== What is needed ==
Write out again the entries from the first line to the line that includes "(first try included).", keeping both of those lines.

Top of The data

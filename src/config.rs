use crate::error::{Result, ScraperError};
use serde::Deserialize;
use std::fs;
use std::path::Path;

/// Runtime configuration loaded from `config.toml`.
#[derive(Debug, Clone, Deserialize)]
pub struct Config {
    #[serde(default)]
    pub http: HttpConfig,
    #[serde(default)]
    pub output: OutputConfig,
}

/// HTTP behavior shared by every crawler.
#[derive(Debug, Clone, Deserialize)]
pub struct HttpConfig {
    /// Per-request timeout.
    #[serde(default = "default_timeout_seconds")]
    pub timeout_seconds: u64,
    /// Total attempts per request (first try included).
    #[serde(default = "default_retry_attempts")]
    pub retry_attempts: u32,
    /// Fixed sleep between retries.
    #[serde(default = "default_retry_delay_ms")]
    pub retry_delay_ms: u64,
    /// Polite sleep between detail-page requests within one crawl.
    #[serde(default = "default_page_delay_ms")]
    pub page_delay_ms: u64,
    #[serde(default = "default_user_agent")]
    pub user_agent: String,
}

#[derive(Debug, Clone, Deserialize)]
pub struct OutputConfig {
    #[serde(default = "default_output_dir")]
    pub dir: String,
}

fn default_timeout_seconds() -> u64 {
    30
}
fn default_retry_attempts() -> u32 {
    3
}
fn default_retry_delay_ms() -> u64 {
    2000
}
fn default_page_delay_ms() -> u64 {
    500
}
fn default_user_agent() -> String {
    format!("citybeat_scraper/{}", env!("CARGO_PKG_VERSION"))
}
fn default_output_dir() -> String {
    "output".to_string()
}

impl Default for HttpConfig {
    fn default() -> Self {
        Self {
            timeout_seconds: default_timeout_seconds(),
            retry_attempts: default_retry_attempts(),
            retry_delay_ms: default_retry_delay_ms(),
            page_delay_ms: default_page_delay_ms(),
            user_agent: default_user_agent(),
        }
    }
}

impl Default for OutputConfig {
    fn default() -> Self {
        Self {
            dir: default_output_dir(),
        }
    }
}

impl Default for Config {
    fn default() -> Self {
        Self {
            http: HttpConfig::default(),
            output: OutputConfig::default(),
        }
    }
}

impl Config {
    /// Loads `config.toml` from the working directory, falling back to
    /// defaults when the file does not exist so the binary runs out of
    /// the box.
    pub fn load() -> Result<Self> {
        Self::load_from("config.toml")
    }

    pub fn load_from<P: AsRef<Path>>(path: P) -> Result<Self> {
        let path = path.as_ref();
        if !path.exists() {
            return Ok(Config::default());
        }
        let content = fs::read_to_string(path).map_err(|e| {
            ScraperError::Config(format!("Failed to read config file '{}': {}", path.display(), e))
        })?;
        let config: Config = toml::from_str(&content)?;
        Ok(config)
    }
}

#[cfg(test)]
mod tests {
    use super::*;

    #[test]
    fn missing_file_yields_defaults() {
        let config = Config::load_from("does-not-exist.toml").unwrap();
        assert_eq!(config.http.retry_attempts, 3);
        assert_eq!(config.output.dir, "output");
    }

    #[test]
    fn partial_file_fills_in_defaults() {
        let config: Config = toml::from_str("[http]\ntimeout_seconds = 5\n").unwrap();
        assert_eq!(config.http.timeout_seconds, 5);
        assert_eq!(config.http.retry_delay_ms, 2000);
    }
}
use crate::config::HttpConfig;
use crate::error::Result;
use crate::fetch::FetchClient;
use crate::types::{RawEvent, VenueInfo, VenueScraper};
use scraper::{Html, Selector};
use tracing::{info, warn};

pub const SOURCE_ID: &str = "vancouver_fox_cabaret";
const BASE_URL: &str = "https://www.foxcabaret.com";
const LISTING_URL: &str = "https://www.foxcabaret.com/";

/// Fox Cabaret lists upcoming shows on its homepage as a flat list of
/// article cards with a short date line.
pub struct FoxCabaretScraper {
    client: FetchClient,
}

impl FoxCabaretScraper {
    pub fn new(config: &HttpConfig) -> Self {
        Self {
            client: FetchClient::new(config),
        }
    }
}

pub fn parse_listing(html: &str) -> Vec<RawEvent> {
    let document = Html::parse_document(html);
    let card_selector = Selector::parse("article.event-item").unwrap();
    let title_selector = Selector::parse("h3.event-title a").unwrap();
    let date_selector = Selector::parse("span.event-date").unwrap();
    let blurb_selector = Selector::parse("p.event-blurb").unwrap();
    let image_selector = Selector::parse("img").unwrap();

    let mut events = Vec::new();
    for card in document.select(&card_selector) {
        let Some(title_el) = card.select(&title_selector).next() else {
            continue;
        };
        let title = title_el.text().collect::<String>().trim().to_string();
        if title.len() < 3 {
            continue;
        }
        let Some(date_el) = card.select(&date_selector).next() else {
            continue;
        };
        let date_text = date_el.text().collect::<String>().trim().to_string();

        let mut raw = RawEvent::new(title, date_text);
        raw.url = title_el.value().attr("href").map(|h| {
            if h.starts_with("http") {
                h.to_string()
            } else {
                format!("{BASE_URL}{h}")
            }
        });
        raw.description = card
            .select(&blurb_selector)
            .next()
            .map(|p| p.text().collect::<String>().trim().to_string())
            .filter(|s| !s.is_empty());
        raw.image_url = card
            .select(&image_selector)
            .next()
            .and_then(|img| img.value().attr("src"))
            .map(|s| s.to_string());
        events.push(raw);
    }
    events
}

#[async_trait::async_trait]
impl VenueScraper for FoxCabaretScraper {
    fn source_id(&self) -> &'static str {
        SOURCE_ID
    }

    fn venue(&self) -> VenueInfo {
        VenueInfo {
            name: "Fox Cabaret".to_string(),
            address: "2321 Main St".to_string(),
            city: "Vancouver".to_string(),
            website: Some(LISTING_URL.to_string()),
        }
    }

    async fn fetch_candidates(&self) -> Result<Vec<RawEvent>> {
        info!("Fetching events from Fox Cabaret");
        let body = self.client.get_text(LISTING_URL).await?;
        let events = parse_listing(&body);
        info!("Parsed {} candidates from Fox Cabaret", events.len());
        if events.is_empty() {
            warn!("No events found - the page structure may have changed");
        }
        Ok(events)
    }
}
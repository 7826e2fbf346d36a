pub mod crystal_ballroom;
pub mod revolution_hall;
pub mod fox_cabaret;
pub mod rickshaw_theatre;
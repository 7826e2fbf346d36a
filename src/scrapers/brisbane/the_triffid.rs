use crate::config::HttpConfig;
use crate::error::Result;
use crate::fetch::FetchClient;
use crate::types::{RawEvent, VenueInfo, VenueScraper};
use scraper::{Html, Selector};
use serde_json::Value;
use tracing::{debug, info, warn};

pub const SOURCE_ID: &str = "brisbane_the_triffid";
const LISTING_URL: &str = "https://thetriffid.com.au/gigs/";

/// The Triffid embeds schema.org Event records as JSON-LD script blocks,
/// which is far more stable than its markup.
pub struct TheTriffidScraper {
    client: FetchClient,
}

impl TheTriffidScraper {
    pub fn new(config: &HttpConfig) -> Self {
        Self {
            client: FetchClient::new(config),
        }
    }
}

fn event_from_ld(node: &Value) -> Option<RawEvent> {
    let kind = node.get("@type").and_then(|t| t.as_str())?;
    if kind != "Event" && kind != "MusicEvent" {
        return None;
    }
    let title = node.get("name").and_then(|n| n.as_str())?.trim();
    let start = node.get("startDate").and_then(|d| d.as_str())?;
    if title.is_empty() {
        return None;
    }

    let mut raw = RawEvent::new(title, start);
    raw.url = node
        .get("url")
        .and_then(|u| u.as_str())
        .map(|s| s.to_string());
    raw.image_url = node
        .get("image")
        .and_then(|i| i.as_str().or_else(|| i.get(0).and_then(|f| f.as_str())))
        .map(|s| s.to_string());
    raw.description = node
        .get("description")
        .and_then(|d| d.as_str())
        .map(|s| s.trim().to_string())
        .filter(|s| !s.is_empty());
    raw.category = Some("live-music".to_string());
    Some(raw)
}

pub fn parse_listing(html: &str) -> Vec<RawEvent> {
    let document = Html::parse_document(html);
    let script_selector = Selector::parse(r#"script[type="application/ld+json"]"#).unwrap();

    let mut events = Vec::new();
    for script in document.select(&script_selector) {
        let body = script.text().collect::<String>();
        let parsed: Value = match serde_json::from_str(&body) {
            Ok(v) => v,
            Err(e) => {
                debug!("Skipping malformed JSON-LD block: {}", e);
                continue;
            }
        };
        // Blocks are either a single object or a @graph/array of them.
        let nodes: Vec<&Value> = if let Some(arr) = parsed.as_array() {
            arr.iter().collect()
        } else if let Some(graph) = parsed.get("@graph").and_then(|g| g.as_array()) {
            graph.iter().collect()
        } else {
            vec![&parsed]
        };
        for node in nodes {
            if let Some(raw) = event_from_ld(node) {
                events.push(raw);
            }
        }
    }
    events
}

#[async_trait::async_trait]
impl VenueScraper for TheTriffidScraper {
    fn source_id(&self) -> &'static str {
        SOURCE_ID
    }

    fn venue(&self) -> VenueInfo {
        VenueInfo {
            name: "The Triffid".to_string(),
            address: "7-9 Stratton St, Newstead".to_string(),
            city: "Brisbane".to_string(),
            website: Some("https://thetriffid.com.au".to_string()),
        }
    }

    async fn fetch_candidates(&self) -> Result<Vec<RawEvent>> {
        info!("Fetching events from The Triffid");
        let body = self.client.get_text(LISTING_URL).await?;
        let events = parse_listing(&body);
        info!("Parsed {} candidates from The Triffid", events.len());
        if events.is_empty() {
            warn!("No JSON-LD events found - the site may have dropped structured data");
        }
        Ok(events)
    }
}

#[cfg(test)]
mod tests {
    use super::*;

    const PAGE: &str = r#"
        <html><head>
        <script type="application/ld+json">
        {"@context":"https://schema.org","@graph":[
          {"@type":"MusicEvent","name":"Hiatus Coyote","startDate":"2026-09-18T20:00:00+10:00",
           "url":"https://thetriffid.com.au/event/hiatus-coyote/",
           "image":"https://thetriffid.com.au/img/hc.jpg",
           "description":"With special guests."},
          {"@type":"Place","name":"The Triffid"}
        ]}
        </script>
        <script type="application/ld+json">
        {"@type":"Event","name":"Vinyl Fair","startDate":"2026-09-20"}
        </script>
        <script type="application/ld+json">not json at all</script>
        </head><body></body></html>"#;

    #[test]
    fn extracts_events_from_graph_and_bare_blocks() {
        let events = parse_listing(PAGE);
        assert_eq!(events.len(), 2);
        assert_eq!(events[0].title, "Hiatus Coyote");
        assert_eq!(events[0].date_text, "2026-09-18T20:00:00+10:00");
        assert_eq!(
            events[0].url.as_deref(),
            Some("https://thetriffid.com.au/event/hiatus-coyote/")
        );
        assert_eq!(events[0].description.as_deref(), Some("With special guests."));
        assert_eq!(events[1].title, "Vinyl Fair");
        assert_eq!(events[1].date_text, "2026-09-20");
    }

    #[test]
    fn non_event_nodes_are_ignored() {
        let events = parse_listing(
            r#"<script type="application/ld+json">{"@type":"Place","name":"X"}</script>"#,
        );
        assert!(events.is_empty());
    }
}
pub mod config;
pub mod datetext;
pub mod dedup;
pub mod error;
pub mod fetch;
pub mod ident;
pub mod logging;
pub mod pipeline;
pub mod registry;
pub mod scrapers;
pub mod storage;
pub mod types;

Bottom of The data

== Task answer ==
filename src/config.rs
use crate::error::{Result, ScraperError};
use serde::Deserialize;
use std::fs;
use std::path::Path;

/// Runtime configuration loaded from `config.toml`.
#[derive(Debug, Clone, Deserialize)]
pub struct Config {
    #[serde(default)]
    pub http: HttpConfig,
    #[serde(default)]
    pub output: OutputConfig,
}

/// HTTP behavior shared by every crawler.
#[derive(Debug, Clone, Deserialize)]
pub struct HttpConfig {
    /// Per-request timeout.
    #[serde(default = "default_timeout_seconds")]
    pub timeout_seconds: u64,
    /// Total attempts per request (first try included).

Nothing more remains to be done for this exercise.